RECORD EXCERPTS.
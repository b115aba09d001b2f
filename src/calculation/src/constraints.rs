//! Shared numeric pieces of the constraint solver: one-sided distance
//! corrections between the kite body and a point, line projection, tension
//! readout and correction clamping.

use crate::vector::Vec3;

/// Excess, relative to the rest length, below which a max-distance
/// constraint counts as satisfied.
pub const LENGTH_TOLERANCE: f64 = 1e-9;

/// Mass properties of the kite seen by a constraint.
#[derive(Debug, Clone, Copy, PartialEq)]
pub struct BodyWeights {
    pub inv_mass: f64,
    /// Inverse of the isotropic moment of inertia.
    pub inv_inertia: f64,
}

impl BodyWeights {
    /// Generalized inverse mass of the body at `offset` along `n`.
    #[inline(always)]
    pub fn generalized(&self, offset: &Vec3, n: &Vec3) -> f64 {
        self.inv_mass + self.inv_inertia * offset.cross(n).magnitude_sq()
    }
}

/// Maximum-distance constraint between a body anchor and a free point.
#[derive(Debug, Clone, Copy, PartialEq)]
pub struct MaxDistance {
    /// Anchor, world position.
    pub anchor: Vec3,
    /// Anchor relative to the body origin, world orientation.
    pub offset: Vec3,
    pub rest_length: f64,
}

/// Position update produced by one violated [`MaxDistance`].
#[derive(Debug, Clone, Copy, PartialEq)]
pub struct PositionCorrection {
    /// Unit vector from anchor towards the point.
    pub normal: Vec3,
    /// Violation actually resolved (after clamping), m.
    pub resolved: f64,
    pub translation: Vec3,
    /// World rotation vector to apply to the body orientation.
    pub rotation: Vec3,
    /// Displacement of the free point (zero for a massless point).
    pub point_shift: Vec3,
}

/// Velocity update removing the separating speed along a constraint.
#[derive(Debug, Clone, Copy, PartialEq)]
pub struct VelocityCorrection {
    pub linear: Vec3,
    pub angular: Vec3,
    pub point: Vec3,
}

impl MaxDistance {
    pub fn excess(&self, point: &Vec3) -> f64 {
        self.anchor.distance(point) - self.rest_length
    }

    /// PBD correction `λ = C / Σ wᵢ|∇Cᵢ|²` splitting the violation between
    /// the body and the point. `None` when slack or at length (within
    /// [`LENGTH_TOLERANCE`]): a max-distance constraint never pulls a point
    /// that is already within reach.
    ///
    /// The resolved violation is capped at `max_ratio · rest_length`.
    pub fn correct(
        &self,
        point: &Vec3,
        body: &BodyWeights,
        point_inv_mass: f64,
        max_ratio: f64,
    ) -> Option<PositionCorrection> {
        let delta = *point - self.anchor;
        let distance = delta.magnitude();
        let violation = distance - self.rest_length;
        if violation <= LENGTH_TOLERANCE * self.rest_length {
            return None;
        }
        let normal = delta.normalized()?;

        let w_body = body.generalized(&self.offset, &normal);
        let w_total = w_body + point_inv_mass;
        if w_total <= 0.0 || !w_total.is_finite() {
            return None;
        }

        let resolved = clamp_correction(violation, self.rest_length, max_ratio);
        let lambda = resolved / w_total;
        Some(PositionCorrection {
            normal,
            resolved,
            translation: normal * (lambda * body.inv_mass),
            rotation: self.offset.cross(&normal) * (lambda * body.inv_inertia),
            point_shift: normal * (-lambda * point_inv_mass),
        })
    }

    /// Impulse cancelling the relative speed with which the point is still
    /// moving away from the anchor along `normal`. `None` if approaching.
    ///
    /// The removed speed is capped at `max_ratio · rest_length / dt`.
    #[allow(clippy::too_many_arguments)]
    pub fn separation_impulse(
        &self,
        normal: &Vec3,
        anchor_velocity: &Vec3,
        point_velocity: &Vec3,
        body: &BodyWeights,
        point_inv_mass: f64,
        max_ratio: f64,
        dt: f64,
    ) -> Option<VelocityCorrection> {
        let separating = (*point_velocity - *anchor_velocity).dot(normal);
        if separating <= 0.0 || dt <= 0.0 {
            return None;
        }
        let w_total = body.generalized(&self.offset, normal) + point_inv_mass;
        if w_total <= 0.0 || !w_total.is_finite() {
            return None;
        }
        let speed = separating.min(max_ratio * self.rest_length / dt);
        let impulse = speed / w_total;
        Some(VelocityCorrection {
            linear: *normal * (impulse * body.inv_mass),
            angular: self.offset.cross(normal) * (impulse * body.inv_inertia),
            point: *normal * (-impulse * point_inv_mass),
        })
    }
}

/// Brings `point` back within `length` of `handle`; untouched if already
/// within (slack line). The result of a projection lies exactly on the sphere.
pub fn project_onto_line_sphere(point: Vec3, handle: Vec3, length: f64) -> Vec3 {
    let delta = point - handle;
    let distance_sq = delta.magnitude_sq();
    if distance_sq <= length * length {
        return point;
    }
    match delta.normalized() {
        Some(dir) => handle + dir * length,
        None => point,
    }
}

/// Display tension of a line or bridle: `k · max(0, d - L)` (N).
pub fn constraint_tension(distance: f64, rest_length: f64, stiffness: f64) -> f64 {
    stiffness * (distance - rest_length).max(0.0)
}

/// Caps a positional correction at `max_ratio · rest_length`.
pub fn clamp_correction(correction: f64, rest_length: f64, max_ratio: f64) -> f64 {
    let limit = (max_ratio * rest_length).abs();
    correction.clamp(-limit, limit)
}

#[cfg(test)]
mod tests {
    use super::*;
    use approx::{assert_abs_diff_eq, assert_relative_eq};

    const BODY: BodyWeights = BodyWeights { inv_mass: 1.0 / 0.31, inv_inertia: 1.0 / 0.08 };

    fn bridle(offset: Vec3) -> MaxDistance {
        MaxDistance { anchor: Vec3::new(0.0, 5.0, -10.0) + offset, offset, rest_length: 0.65 }
    }

    #[test]
    fn test_slack_constraint_is_ignored() {
        let c = bridle(Vec3::zero());
        let at_rest = c.anchor + Vec3::new(0.0, 0.0, 0.65);
        assert!(c.correct(&at_rest, &BODY, 0.0, 0.3).is_none());
        let inside = c.anchor + Vec3::new(0.0, 0.0, 0.3);
        assert!(c.correct(&inside, &BODY, 0.0, 0.3).is_none());
    }

    #[test]
    fn test_rounding_excess_counts_as_satisfied() {
        let c = bridle(Vec3::new(0.2, 0.1, 0.0));
        let direction = Vec3::new(0.3, -0.4, 0.5).normalized().unwrap();
        let at_rest = c.anchor + direction * (0.65 * (1.0 + 1e-12));
        assert!(c.excess(&at_rest) > 0.0);
        assert!(c.correct(&at_rest, &BODY, 0.0, 0.3).is_none());

        let stretched = c.anchor + direction * 0.66;
        assert!(c.correct(&stretched, &BODY, 0.0, 0.3).is_some());
    }

    #[test]
    fn test_translation_only_correction_closes_gap() {
        let c = bridle(Vec3::zero());
        let point = c.anchor + Vec3::new(0.0, 0.0, 0.7);
        let correction = c.correct(&point, &BODY, 0.0, 0.3).unwrap();
        assert_abs_diff_eq!(correction.rotation, Vec3::zero());
        assert_eq!(correction.point_shift, Vec3::new(0.0, 0.0, 0.0));

        let moved = MaxDistance { anchor: c.anchor + correction.translation, ..c };
        assert_relative_eq!(moved.excess(&point), 0.0, epsilon = 1e-12);
    }

    #[test]
    fn test_weighted_point_shares_correction() {
        let c = bridle(Vec3::zero());
        let point = c.anchor + Vec3::new(0.0, 0.0, 0.75);
        let point_inv_mass = 1.0 / (0.01 * 0.31);
        let correction = c.correct(&point, &BODY, point_inv_mass, 0.3).unwrap();

        // The light point takes 100x the body's share.
        let body_move = correction.translation.magnitude();
        let point_move = correction.point_shift.magnitude();
        assert_relative_eq!(point_move / body_move, 100.0, max_relative = 1e-9);
        assert_relative_eq!(body_move + point_move, 0.1, epsilon = 1e-12);
    }

    #[test]
    fn test_correction_is_clamped() {
        let c = bridle(Vec3::zero());
        let point = c.anchor + Vec3::new(0.0, 0.0, 2.0);
        let correction = c.correct(&point, &BODY, 0.0, 0.3).unwrap();
        assert_relative_eq!(correction.resolved, 0.3 * 0.65);
        assert_relative_eq!(correction.translation.magnitude(), 0.3 * 0.65, epsilon = 1e-12);
    }

    #[test]
    fn test_offset_anchor_rotates_body() {
        let offset = Vec3::new(0.5, 0.0, 0.0);
        let c = bridle(offset);
        let point = c.anchor + Vec3::new(0.0, 0.0, 0.8);
        let correction = c.correct(&point, &BODY, 0.0, 0.3).unwrap();
        assert!(correction.rotation.magnitude() > 0.0);

        // Linearized anchor displacement along the normal equals the violation.
        let anchor_shift = correction.translation + correction.rotation.cross(&offset);
        assert_relative_eq!(anchor_shift.dot(&correction.normal), correction.resolved, epsilon = 1e-12);
    }

    #[test]
    fn test_separation_impulse() {
        let c = bridle(Vec3::zero());
        let n = Vec3::unit_z();
        // Body moving away from the point (point is along +n).
        let impulse = c
            .separation_impulse(&n, &Vec3::new(0.0, 0.0, -2.0), &Vec3::zero(), &BODY, 0.0, 0.3, 1.0 / 60.0)
            .unwrap();
        let new_velocity = Vec3::new(0.0, 0.0, -2.0) + impulse.linear;
        assert_abs_diff_eq!(new_velocity.z, 0.0, epsilon = 1e-12);

        // Approaching: nothing to do.
        assert!(
            c.separation_impulse(&n, &Vec3::new(0.0, 0.0, 1.0), &Vec3::zero(), &BODY, 0.0, 0.3, 1.0 / 60.0)
                .is_none()
        );
    }

    #[test]
    fn test_line_projection_idempotent() {
        let handle = Vec3::new(0.3, 0.0, 0.0);
        let inside = Vec3::new(0.0, 7.0, -12.0);
        assert_eq!(project_onto_line_sphere(inside, handle, 15.0), inside);

        let outside = Vec3::new(0.0, 9.0, -14.0);
        let projected = project_onto_line_sphere(outside, handle, 15.0);
        assert_relative_eq!(projected.distance(&handle), 15.0, epsilon = 1e-6);
        let again = project_onto_line_sphere(projected, handle, 15.0);
        assert_relative_eq!(again, projected, epsilon = 1e-12);
    }

    #[test]
    fn test_tension() {
        assert_eq!(constraint_tension(14.0, 15.0, 25_000.0), 0.0);
        assert_relative_eq!(constraint_tension(15.01, 15.0, 25_000.0), 250.0, epsilon = 1e-6);
    }
}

YOUR INSTRUCTIONS. Lines of the listing that contain the word "away" are to be counted; report only their number.

SOLUTION FOR THIS EXERCISE. 2